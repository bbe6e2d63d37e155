//! # reweave-core
//!
//! Merges freshly regenerated code fragments into files the user may
//! have edited by hand, without losing either side's work.
//!
//! Plain regeneration overwrites hand edits; never regenerating lets
//! generated code rot. This engine threads the needle by comparing
//! three versions of the text: the current file on disk, the new
//! fragment the generator just produced, and the previous generation's
//! output, reconstructed by replaying the previous template over the
//! previous input. What changed between the two generations is the
//! template's business and is carried into the file; what changed
//! between the previous generation and the current file is the user's
//! business and is left alone.
//!
//! ## Pipeline
//!
//! 1. **Parse**: each text becomes a tree of units at the configured
//!    granularity, either the whole file, individual lines, or
//!    syntax-aware declarations and statements via tree-sitter.
//!
//! 2. **Locate**: unit trees are matched pairwise by kind and
//!    signature into correspondence maps, comparing the new fragment
//!    against the current file and the previous generation, and the
//!    current file against the previous generation.
//!
//! 3. **Reconcile**: the maps are compared and every divergence is
//!    classified as an insertion (novel in the new fragment), a
//!    deletion (withdrawn since the previous generation), or a
//!    replacement (same unit, drifted text).
//!
//! 4. **Patch**: the edit set is spliced into the current file as
//!    minimal byte-range edits, so untouched content survives the
//!    merge byte for byte.
//!
//! ## Supported Languages
//!
//! Declaration granularity supports Rust, JavaScript, TypeScript,
//! Python, Java, Go, C, and C++. File and line granularities work on
//! any text.
//!
//! ## Example
//!
//! ```rust
//! use reweave_core::{MergeEngine, MergeGranularity, Settings};
//!
//! let mut settings = Settings::default();
//! settings.granularity = MergeGranularity::Line;
//! let engine = MergeEngine::new(settings);
//!
//! // No previous generation is known, so new lines are added and
//! // nothing is ever removed.
//! let merged = engine
//!     .merge_texts("alpha\nbeta\n", "alpha\nbeta\ngamma\n", None)
//!     .unwrap();
//! assert_eq!(merged, "alpha\nbeta\ngamma\n");
//! ```

pub mod config;
pub mod correspondence;
pub mod document;
pub mod engine;
pub mod error;
pub mod generator;
pub mod history;
pub mod location;
pub mod locator;
pub mod logging;
pub mod parser;
pub mod patch;
pub mod reconcile;

pub use config::{HistorySettings, MergeGranularity, Settings};
pub use correspondence::{CorrespondenceEntry, CorrespondenceMap};
pub use document::{DocRole, Document, Node, NodeId, NodeKind, Signature, UnitKind};
pub use engine::MergeEngine;
pub use error::MergeError;
pub use generator::{GenerateError, HandlebarsGenerator, TemplateExpander};
pub use history::{GitHistory, HistoryError, HistoryResolver, StaticHistory};
pub use location::{LineIndex, Location};
pub use logging::init_logging;
pub use parser::{DocumentParser, Language, ParseError, PlainParser, TreeSitterParser};
pub use reconcile::{reconcile, Reconciliation};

# [INSTRUCTIONS FOR THE TASK]
Given the records above, return exactly the lines starting at the line containing "pub mod patch;" and ending at the line containing "pub use error::MergeError;", including both.

# [SOLUTION FOR THIS TASK]
pub mod patch;
pub mod reconcile;

pub use config::{HistorySettings, MergeGranularity, Settings};
pub use correspondence::{CorrespondenceEntry, CorrespondenceMap};
pub use document::{DocRole, Document, Node, NodeId, NodeKind, Signature, UnitKind};
pub use engine::MergeEngine;
pub use error::MergeError;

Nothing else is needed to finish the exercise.